Correct, but what URL should that be? Is it the name of the service, or is it something else?

natalytvinova commented 4 months ago

@DnPlas my understanding was it should be the name of the service, but from istio-pilot point it doesn't see any service name. And that is true, because istio-ingressgateway does not expose it, but maybe it should? This it would be a good idea to confirm with both Telco and instio-ingressgateway team

DnPlas commented 4 months ago

After talking to the maintainers of the tls-interface library and of the certificate provider charms, we can confirm that:

all lego charms will only for with CSRs for domain names, and not for IPs.

This confirms what we stated in a previous comment and here.

The problem with istio-pilot at the moment is that it only shares the ingress gateway Service IP to generate the CSR, which will work for most of the certificate providers, but not for lego, they will just simply reject the request.

In order to fix this issue and be able to actually connect istio-pilot with lego charms, we need to start sharing the domain name instead of the IP. Before committing any changes, let's consider the following:

  1. How will the DNS configuration work?
  2. What DNS configuration should we have?
  3. What domain name the istio-pilot will put in the CSR?
  4. Should this be a default from now on, or should we have a special case for integrating with lego charms?

@natalytvinova I will allocate a bit more time to work on this and see how we can extend support for this integration.

DnPlas commented 4 months ago

Update on the things we have to do in order to support the lego integration better.

Update the current implementation

The following diagram presents the proposed architecture for the integration with different certificate providers. We expect the istio-pilot to keep using the tls-certificates-interface, but instead of just using the IP address of the istio-ingresgateway-workload Service to generate the CSR, it will now generate a cert_subject, which will be "calculated" as follows:

  1. A domain name provided by users through a configuration option. If this is in fact a domain name (not an IP), the cert_subject will be exactly this. The validity and host DNS configurations are responsibility of the user.
  2. In the absence of a domain name, but in the presence of an IP address, we'll try to guess the domain name of such IP.
  3. In the absence of any of the above, an IP address will be used.

The istio-pilot charm will provide enough information to users in case of an invalid or missing domain-name.
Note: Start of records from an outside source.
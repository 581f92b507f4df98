use crate::error::CvbError;
use matrix_util::dictionary::Dictionary;
use matrix_util::traits::{IoOps, SampleOps};
use ndarray::prelude::*;
use std::fmt::Write;

/// Topic-term counts `n[k,w]` (`K x V`) with their row totals `n[k]`.
///
/// A model is an immutable snapshot: an iteration reads one through an
/// `Arc` and produces the next one, never editing the one being read.
#[derive(Debug, Clone, PartialEq)]
pub struct TopicModel {
    topic_term: Array2<f64>,
    topic_sums: Array1<f64>,
}

impl TopicModel {
    pub fn new(topic_term: Array2<f64>) -> Self {
        let topic_sums = topic_term.sum_axis(Axis(1));
        TopicModel {
            topic_term,
            topic_sums,
        }
    }

    pub fn zeros(num_topics: usize, num_terms: usize) -> Self {
        Self::new(Array2::zeros((num_topics, num_terms)))
    }

    /// `U(0,1)` counts; the same seed gives the same model everywhere
    pub fn random(num_topics: usize, num_terms: usize, seed: u64) -> Self {
        Self::new(Array2::<f64>::runif_seeded(num_topics, num_terms, seed))
    }

    pub fn num_topics(&self) -> usize {
        self.topic_term.nrows()
    }

    pub fn num_terms(&self) -> usize {
        self.topic_term.ncols()
    }

    pub fn topic_term(&self) -> &Array2<f64> {
        &self.topic_term
    }

    pub fn topic_sums(&self) -> &Array1<f64> {
        &self.topic_sums
    }

    /// Smoothed `p(w|k) = (n[k,w] + η) / (n[k] + η V)`
    #[inline]
    pub fn term_likelihood(&self, topic: usize, term: usize, eta: f64) -> f64 {
        (self.topic_term[(topic, term)] + eta)
            / (self.topic_sums[topic] + eta * self.num_terms() as f64)
    }

    /// `p(w|k)` for every topic
    pub fn term_likelihoods(&self, term: usize, eta: f64) -> Vec<f64> {
        (0..self.num_topics())
            .map(|k| self.term_likelihood(k, term, eta))
            .collect()
    }

    ///
    /// Next iteration's model: `w * accumulated + (1 - w) * previous`.
    ///
    /// * `accumulated` - counts gathered in this iteration
    /// * `previous` - the model the iteration read
    /// * `model_weight` - `w` in `(0, 1]`
    ///
    pub fn blend(
        accumulated: Array2<f64>,
        previous: &TopicModel,
        model_weight: f64,
    ) -> anyhow::Result<Self> {
        if accumulated.dim() != previous.topic_term.dim() {
            return Err(CvbError::dimension(
                "accumulated topic-term counts",
                previous.topic_term.len(),
                accumulated.len(),
            )
            .into());
        }
        if model_weight >= 1.0 {
            return Ok(Self::new(accumulated));
        }
        let mut next = accumulated * model_weight;
        next.scaled_add(1.0 - model_weight, &previous.topic_term);
        Ok(Self::new(next))
    }

    /// Rows of smoothed `p(w|k)`, each summing to one
    pub fn topic_term_distribution(&self, eta: f64) -> Array2<f64> {
        let vv = self.num_terms() as f64;
        let mut ret = self.topic_term.mapv(|x| x + eta);
        for (mut row, &tot) in ret.rows_mut().into_iter().zip(self.topic_sums.iter()) {
            row /= tot + eta * vv;
        }
        ret
    }

    /// The `n` heaviest terms of a topic, heaviest first
    pub fn top_terms(&self, topic: usize, n: usize) -> Vec<(usize, f64)> {
        let mut terms: Vec<(usize, f64)> = self
            .topic_term
            .row(topic)
            .iter()
            .copied()
            .enumerate()
            .collect();
        terms.sort_by(|a, b| b.1.total_cmp(&a.1).then(a.0.cmp(&b.0)));
        terms.truncate(n);
        terms
    }

    /// One line per topic listing its top terms with their probabilities
    pub fn describe(&self, dictionary: Option<&Dictionary>, n: usize, eta: f64) -> String {
        let mut out = String::new();
        for k in 0..self.num_topics() {
            let _ = write!(out, "topic {}:", k);
            for (w, _) in self.top_terms(k, n) {
                let p = self.term_likelihood(k, w, eta);
                match dictionary.and_then(|d| d.term(w)) {
                    Some(term) => {
                        let _ = write!(out, " {}:{:.4}", term, p);
                    }
                    None => {
                        let _ = write!(out, " {}:{:.4}", w, p);
                    }
                }
            }
            out.push('\n');
        }
        out
    }

    /// One topic per line, tab-separated term counts
    pub fn write_file(&self, file: &str) -> anyhow::Result<()> {
        self.topic_term.to_tsv(file)
    }

    pub fn read_file(file: &str) -> anyhow::Result<Self> {
        Ok(Self::new(Array2::<f64>::from_tsv(file, None)?))
    }

    /// Check the shape against what the run expects
    pub fn check_dims(&self, num_topics: usize, num_terms: usize) -> Result<(), CvbError> {
        if self.num_topics() != num_topics {
            return Err(CvbError::dimension("topics", num_topics, self.num_topics()));
        }
        if self.num_terms() != num_terms {
            return Err(CvbError::dimension("terms", num_terms, self.num_terms()));
        }
        Ok(())
    }
}

#[cfg(test)]
mod tests {
    use super::*;
    use approx::assert_abs_diff_eq;

    #[test]
    fn blend_keeps_history_share() -> anyhow::Result<()> {
        let prev = TopicModel::new(array![[2.0, 0.0], [0.0, 4.0]]);
        let acc = array![[1.0, 1.0], [3.0, 1.0]];

        let replaced = TopicModel::blend(acc.clone(), &prev, 1.0)?;
        assert_eq!(replaced.topic_term(), &acc);

        let half = TopicModel::blend(acc, &prev, 0.5)?;
        assert_eq!(half.topic_term(), &array![[1.5, 0.5], [1.5, 2.5]]);
        assert_eq!(half.topic_sums(), &array![2.0, 4.0]);
        Ok(())
    }

    #[test]
    fn blend_rejects_other_shapes() {
        let prev = TopicModel::zeros(2, 3);
        assert!(TopicModel::blend(Array2::zeros((2, 2)), &prev, 0.5).is_err());
    }

    #[test]
    fn distribution_rows_sum_to_one() {
        let model = TopicModel::random(4, 9, 7);
        let dist = model.topic_term_distribution(0.01);
        for row in dist.rows() {
            assert_abs_diff_eq!(row.sum(), 1.0, epsilon = 1e-12);
        }
        for k in 0..4 {
            let lik: f64 = (0..9).map(|w| model.term_likelihood(k, w, 0.01)).sum();
            assert_abs_diff_eq!(lik, 1.0, epsilon = 1e-12);
        }
    }

    #[test]
    fn top_terms_in_order() {
        let model = TopicModel::new(array![[0.1, 5.0, 2.0, 5.0]]);
        assert_eq!(model.top_terms(0, 3), vec![(1, 5.0), (3, 5.0), (2, 2.0)]);
        let dict = Dictionary::numbered("w", 4);
        let text = model.describe(Some(&dict), 1, 0.0);
        assert!(text.starts_with("topic 0: w1:"));
    }
}
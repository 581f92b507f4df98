use crate::common_io::*;
use std::collections::HashMap;

/// Read-only bidirectional term dictionary: `term <-> id`, ids dense in
/// `[0, len)`
#[derive(Debug, Clone, Default, PartialEq)]
pub struct Dictionary {
    terms: Vec<Box<str>>,
    term_to_id: HashMap<Box<str>, usize>,
}

impl Dictionary {
    /// Build from terms listed in id order
    pub fn from_terms(terms: Vec<Box<str>>) -> anyhow::Result<Self> {
        let mut term_to_id = HashMap::with_capacity(terms.len());
        for (id, term) in terms.iter().enumerate() {
            if term_to_id.insert(term.clone(), id).is_some() {
                return Err(anyhow::anyhow!("duplicated term: {}", term));
            }
        }
        Ok(Dictionary { terms, term_to_id })
    }

    /// Invert a `term -> id` map; every id in `[0, max_id]` must be
    /// taken by exactly one term
    pub fn invert(term_to_id: HashMap<Box<str>, usize>) -> anyhow::Result<Self> {
        let n = term_to_id.values().max().map(|&m| m + 1).unwrap_or(0);
        let mut terms: Vec<Option<Box<str>>> = vec![None; n];
        for (term, &id) in term_to_id.iter() {
            if terms[id].replace(term.clone()).is_some() {
                return Err(anyhow::anyhow!("term id {} is assigned twice", id));
            }
        }
        let terms = terms
            .into_iter()
            .enumerate()
            .map(|(id, t)| t.ok_or(anyhow::anyhow!("term id {} has no term", id)))
            .collect::<anyhow::Result<Vec<_>>>()?;
        Ok(Dictionary { terms, term_to_id })
    }

    /// Numbered terms `prefix0, prefix1, ...` for data without a vocabulary
    pub fn numbered(prefix: &str, n: usize) -> Self {
        let terms: Vec<Box<str>> = (0..n).map(|i| format!("{}{}", prefix, i).into()).collect();
        let term_to_id = terms.iter().cloned().enumerate().map(|(i, t)| (t, i)).collect();
        Dictionary { terms, term_to_id }
    }

    ///
    /// Read a dictionary file.
    ///
    /// * one word per line - the line number is the id
    /// * `term<TAB>id` per line - explicit ids
    ///
    pub fn read_file(file: &str) -> anyhow::Result<Self> {
        let ReadLinesOut { lines, .. } = read_lines_of_words(file, -1)?;

        if lines.iter().all(|w| w.len() == 1) {
            return Self::from_terms(lines.into_iter().flatten().collect());
        }

        let mut term_to_id = HashMap::with_capacity(lines.len());
        for words in lines {
            if words.len() != 2 {
                return Err(anyhow::anyhow!("expected `term id`, found {:?}", words));
            }
            let id = words[1].parse::<usize>()?;
            if term_to_id.insert(words[0].clone(), id).is_some() {
                return Err(anyhow::anyhow!("duplicated term: {}", words[0]));
            }
        }
        Self::invert(term_to_id)
    }

    /// One `term<TAB>id` line per term
    pub fn write_file(&self, file: &str) -> anyhow::Result<()> {
        let lines = self
            .terms
            .iter()
            .enumerate()
            .map(|(id, t)| format!("{}\t{}", t, id))
            .collect::<Vec<_>>();
        write_lines(&lines, file)
    }

    pub fn len(&self) -> usize {
        self.terms.len()
    }

    pub fn is_empty(&self) -> bool {
        self.terms.is_empty()
    }

    pub fn term(&self, id: usize) -> Option<&str> {
        self.terms.get(id).map(|t| t.as_ref())
    }

    pub fn id(&self, term: &str) -> Option<usize> {
        self.term_to_id.get(term).copied()
    }

    pub fn terms(&self) -> &[Box<str>] {
        &self.terms
    }
}

#[cfg(test)]
mod tests {
    use super::*;

    #[test]
    fn invert_fills_every_id() -> anyhow::Result<()> {
        let map: HashMap<Box<str>, usize> = [("b", 1), ("a", 0), ("c", 2)]
            .into_iter()
            .map(|(t, i)| (Box::from(t), i))
            .collect();
        let dict = Dictionary::invert(map)?;
        assert_eq!(dict.term(0), Some("a"));
        assert_eq!(dict.term(2), Some("c"));
        assert_eq!(dict.id("b"), Some(1));
        Ok(())
    }

    #[test]
    fn invert_rejects_gaps() {
        let map: HashMap<Box<str>, usize> = [("a", 0), ("c", 2)]
            .into_iter()
            .map(|(t, i)| (Box::from(t), i))
            .collect();
        assert!(Dictionary::invert(map).is_err());
    }
}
The following diagram presents a high level overview of the proposed model:

image

Execution plan

  1. Update istio-pilot charm with the new configuration option, and to "calculate" the cert_subject based on the conditions above.
  2. Test the charm works with self-signed certificates and other CA, like Let's encrypt. This task will be completed on an EKS cluster to be able to configure domain names.
  3. Test how this affects the ingress and authentication story. We may need to provide extra steps at deployment time.
  4. Have public documentation that states how to integrate with certificate providers and user responsibilities when connecting with CAs like Let's encrypt.

Timeline

EDIT: we are going to work on this improvement for 24.04, but the priority now will be https://github.com/canonical/istio-operators/issues/380. After discussing with @natalytvinova, we agreed that for now her deployment doesn't require an integration with a TLS certificates provider as they already have a ssl key and cert, which can be passed to istio-pilot for configuring the Gateway accordingly.

If we are able to land these changes in main before Wednesday, that'll move the release date for 1.17 one or two days earlier.

EDIT: after discussing with the telco team about best approaches to integrate with the TLS certificate providers, we have concluded that it would be better to enable istio-pilot to get a domain_name (see image above) so it can correctly send a CSR to the tls-cert-provider charm, which in turn will handle all the logic to get a signed cert from a CA. I will explain this in more detail in a later comment.